**WHAT THE EXERCISE ASKS**
Return the listing below word for word.

**LISTED RECORDS**
___
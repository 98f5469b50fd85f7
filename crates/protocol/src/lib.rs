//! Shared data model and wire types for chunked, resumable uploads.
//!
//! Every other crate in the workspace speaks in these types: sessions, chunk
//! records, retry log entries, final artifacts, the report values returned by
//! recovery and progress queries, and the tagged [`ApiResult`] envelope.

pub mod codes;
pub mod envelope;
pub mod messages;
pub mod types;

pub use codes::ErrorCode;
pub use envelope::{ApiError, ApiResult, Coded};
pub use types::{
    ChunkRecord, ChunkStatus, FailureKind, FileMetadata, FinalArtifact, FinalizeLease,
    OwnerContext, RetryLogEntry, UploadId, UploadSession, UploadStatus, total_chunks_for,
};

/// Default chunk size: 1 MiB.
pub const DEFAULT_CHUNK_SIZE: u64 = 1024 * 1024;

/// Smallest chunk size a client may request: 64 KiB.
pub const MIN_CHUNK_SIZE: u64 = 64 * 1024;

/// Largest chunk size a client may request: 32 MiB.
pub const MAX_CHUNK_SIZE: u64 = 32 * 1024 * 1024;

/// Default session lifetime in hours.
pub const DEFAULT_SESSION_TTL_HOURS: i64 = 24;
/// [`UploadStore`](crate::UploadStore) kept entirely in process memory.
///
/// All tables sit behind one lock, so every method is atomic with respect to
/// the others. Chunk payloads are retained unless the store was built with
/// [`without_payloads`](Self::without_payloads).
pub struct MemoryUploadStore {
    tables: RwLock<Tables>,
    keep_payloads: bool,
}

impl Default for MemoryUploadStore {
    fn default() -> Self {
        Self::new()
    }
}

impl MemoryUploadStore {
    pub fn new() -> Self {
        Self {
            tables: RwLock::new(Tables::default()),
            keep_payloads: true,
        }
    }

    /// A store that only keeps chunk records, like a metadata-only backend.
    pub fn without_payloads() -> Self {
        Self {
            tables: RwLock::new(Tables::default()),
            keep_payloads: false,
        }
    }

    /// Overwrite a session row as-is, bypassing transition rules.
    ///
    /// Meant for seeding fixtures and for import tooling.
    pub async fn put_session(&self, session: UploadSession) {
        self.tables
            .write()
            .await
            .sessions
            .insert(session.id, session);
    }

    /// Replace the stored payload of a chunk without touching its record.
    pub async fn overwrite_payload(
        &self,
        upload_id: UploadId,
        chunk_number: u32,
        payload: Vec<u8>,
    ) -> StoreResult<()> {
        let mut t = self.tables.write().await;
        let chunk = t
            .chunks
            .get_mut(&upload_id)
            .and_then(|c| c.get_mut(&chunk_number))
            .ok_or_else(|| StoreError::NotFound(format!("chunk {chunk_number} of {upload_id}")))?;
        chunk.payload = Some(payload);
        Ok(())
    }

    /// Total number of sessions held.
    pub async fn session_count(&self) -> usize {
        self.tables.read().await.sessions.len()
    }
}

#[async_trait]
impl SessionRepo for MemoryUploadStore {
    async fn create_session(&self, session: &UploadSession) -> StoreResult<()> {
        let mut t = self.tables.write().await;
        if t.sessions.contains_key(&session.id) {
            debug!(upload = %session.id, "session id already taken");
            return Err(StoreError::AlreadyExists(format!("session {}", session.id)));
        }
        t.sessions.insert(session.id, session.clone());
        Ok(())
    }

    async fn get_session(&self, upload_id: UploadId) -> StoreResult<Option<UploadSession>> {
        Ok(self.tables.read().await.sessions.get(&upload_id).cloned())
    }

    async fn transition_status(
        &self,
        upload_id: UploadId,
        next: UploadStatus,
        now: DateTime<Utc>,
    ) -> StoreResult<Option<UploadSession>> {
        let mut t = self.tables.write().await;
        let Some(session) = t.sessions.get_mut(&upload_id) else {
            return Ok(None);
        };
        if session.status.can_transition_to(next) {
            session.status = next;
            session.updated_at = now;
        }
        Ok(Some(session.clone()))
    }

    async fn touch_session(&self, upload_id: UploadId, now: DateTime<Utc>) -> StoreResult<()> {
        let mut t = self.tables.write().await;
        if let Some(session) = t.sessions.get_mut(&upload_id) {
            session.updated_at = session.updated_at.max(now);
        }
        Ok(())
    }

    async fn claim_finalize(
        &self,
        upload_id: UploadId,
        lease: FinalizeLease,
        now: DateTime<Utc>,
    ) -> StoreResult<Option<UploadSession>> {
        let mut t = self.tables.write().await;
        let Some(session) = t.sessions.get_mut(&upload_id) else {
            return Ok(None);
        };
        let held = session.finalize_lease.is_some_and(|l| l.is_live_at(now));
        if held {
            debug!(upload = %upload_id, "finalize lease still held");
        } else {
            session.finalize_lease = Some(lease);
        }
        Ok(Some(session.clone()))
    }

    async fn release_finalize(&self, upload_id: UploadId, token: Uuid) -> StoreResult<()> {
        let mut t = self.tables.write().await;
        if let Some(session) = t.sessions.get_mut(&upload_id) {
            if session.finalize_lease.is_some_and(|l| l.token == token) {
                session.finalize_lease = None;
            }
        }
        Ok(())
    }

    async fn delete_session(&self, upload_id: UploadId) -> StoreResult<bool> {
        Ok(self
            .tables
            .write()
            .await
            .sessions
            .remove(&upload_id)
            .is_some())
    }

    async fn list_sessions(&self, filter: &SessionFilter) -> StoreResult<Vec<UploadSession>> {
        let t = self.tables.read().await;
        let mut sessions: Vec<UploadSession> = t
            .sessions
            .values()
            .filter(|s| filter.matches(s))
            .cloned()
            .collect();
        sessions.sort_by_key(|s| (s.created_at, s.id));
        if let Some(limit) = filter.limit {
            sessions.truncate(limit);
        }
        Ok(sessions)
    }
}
___
**TASK RESPONSE**
repository 98f5469b50fd85f7
filename crates/protocol/src/lib.rs
//! Shared data model and wire types for chunked, resumable uploads.
//!
//! Every other crate in the workspace speaks in these types: sessions, chunk
//! records, retry log entries, final artifacts, the report values returned by
//! recovery and progress queries, and the tagged [`ApiResult`] envelope.

pub mod codes;
pub mod envelope;
pub mod messages;
pub mod types;

pub use codes::ErrorCode;
pub use envelope::{ApiError, ApiResult, Coded};
pub use types::{
    ChunkRecord, ChunkStatus, FailureKind, FileMetadata, FinalArtifact, FinalizeLease,
    OwnerContext, RetryLogEntry, UploadId, UploadSession, UploadStatus, total_chunks_for,
};

/// Default chunk size: 1 MiB.
pub const DEFAULT_CHUNK_SIZE: u64 = 1024 * 1024;

/// Smallest chunk size a client may request: 64 KiB.
pub const MIN_CHUNK_SIZE: u64 = 64 * 1024;

/// Largest chunk size a client may request: 32 MiB.
pub const MAX_CHUNK_SIZE: u64 = 32 * 1024 * 1024;

/// Default session lifetime in hours.
pub const DEFAULT_SESSION_TTL_HOURS: i64 = 24;
/// [`UploadStore`](crate::UploadStore) kept entirely in process memory.
///
/// All tables sit behind one lock, so every method is atomic with respect to
/// the others. Chunk payloads are retained unless the store was built with
/// [`without_payloads`](Self::without_payloads).
pub struct MemoryUploadStore {
    tables: RwLock<Tables>,
    keep_payloads: bool,
}

impl Default for MemoryUploadStore {
    fn default() -> Self {
        Self::new()
    }
}

impl MemoryUploadStore {
    pub fn new() -> Self {
        Self {
            tables: RwLock::new(Tables::default()),
            keep_payloads: true,
        }
    }

    /// A store that only keeps chunk records, like a metadata-only backend.
    pub fn without_payloads() -> Self {
        Self {
            tables: RwLock::new(Tables::default()),
            keep_payloads: false,
        }
    }

    /// Overwrite a session row as-is, bypassing transition rules.
    ///
    /// Meant for seeding fixtures and for import tooling.
    pub async fn put_session(&self, session: UploadSession) {
        self.tables
            .write()
            .await
            .sessions
            .insert(session.id, session);
    }

    /// Replace the stored payload of a chunk without touching its record.
    pub async fn overwrite_payload(
        &self,
        upload_id: UploadId,
        chunk_number: u32,
        payload: Vec<u8>,
    ) -> StoreResult<()> {
        let mut t = self.tables.write().await;
        let chunk = t
            .chunks
            .get_mut(&upload_id)
            .and_then(|c| c.get_mut(&chunk_number))
            .ok_or_else(|| StoreError::NotFound(format!("chunk {chunk_number} of {upload_id}")))?;
        chunk.payload = Some(payload);
        Ok(())
    }

    /// Total number of sessions held.
    pub async fn session_count(&self) -> usize {
        self.tables.read().await.sessions.len()
    }
}

#[async_trait]
impl SessionRepo for MemoryUploadStore {
    async fn create_session(&self, session: &UploadSession) -> StoreResult<()> {
        let mut t = self.tables.write().await;
        if t.sessions.contains_key(&session.id) {
            debug!(upload = %session.id, "session id already taken");
            return Err(StoreError::AlreadyExists(format!("session {}", session.id)));
        }
        t.sessions.insert(session.id, session.clone());
        Ok(())
    }

    async fn get_session(&self, upload_id: UploadId) -> StoreResult<Option<UploadSession>> {
        Ok(self.tables.read().await.sessions.get(&upload_id).cloned())
    }

    async fn transition_status(
        &self,
        upload_id: UploadId,
        next: UploadStatus,
        now: DateTime<Utc>,
    ) -> StoreResult<Option<UploadSession>> {
        let mut t = self.tables.write().await;
        let Some(session) = t.sessions.get_mut(&upload_id) else {
            return Ok(None);
        };
        if session.status.can_transition_to(next) {
            session.status = next;
            session.updated_at = now;
        }
        Ok(Some(session.clone()))
    }

    async fn touch_session(&self, upload_id: UploadId, now: DateTime<Utc>) -> StoreResult<()> {
        let mut t = self.tables.write().await;
        if let Some(session) = t.sessions.get_mut(&upload_id) {
            session.updated_at = session.updated_at.max(now);
        }
        Ok(())
    }

    async fn claim_finalize(
        &self,
        upload_id: UploadId,
        lease: FinalizeLease,
        now: DateTime<Utc>,
    ) -> StoreResult<Option<UploadSession>> {
        let mut t = self.tables.write().await;
        let Some(session) = t.sessions.get_mut(&upload_id) else {
            return Ok(None);
        };
        let held = session.finalize_lease.is_some_and(|l| l.is_live_at(now));
        if held {
            debug!(upload = %upload_id, "finalize lease still held");
        } else {
            session.finalize_lease = Some(lease);
        }
        Ok(Some(session.clone()))
    }

    async fn release_finalize(&self, upload_id: UploadId, token: Uuid) -> StoreResult<()> {
        let mut t = self.tables.write().await;
        if let Some(session) = t.sessions.get_mut(&upload_id) {
            if session.finalize_lease.is_some_and(|l| l.token == token) {
                session.finalize_lease = None;
            }
        }
        Ok(())
    }

    async fn delete_session(&self, upload_id: UploadId) -> StoreResult<bool> {
        Ok(self
            .tables
            .write()
            .await
            .sessions
            .remove(&upload_id)
            .is_some())
    }

    async fn list_sessions(&self, filter: &SessionFilter) -> StoreResult<Vec<UploadSession>> {
        let t = self.tables.read().await;
        let mut sessions: Vec<UploadSession> = t
            .sessions
            .values()
            .filter(|s| filter.matches(s))
            .cloned()
            .collect();
        sessions.sort_by_key(|s| (s.created_at, s.id));
        if let Some(limit) = filter.limit {
            sessions.truncate(limit);
        }
        Ok(sessions)
    }
}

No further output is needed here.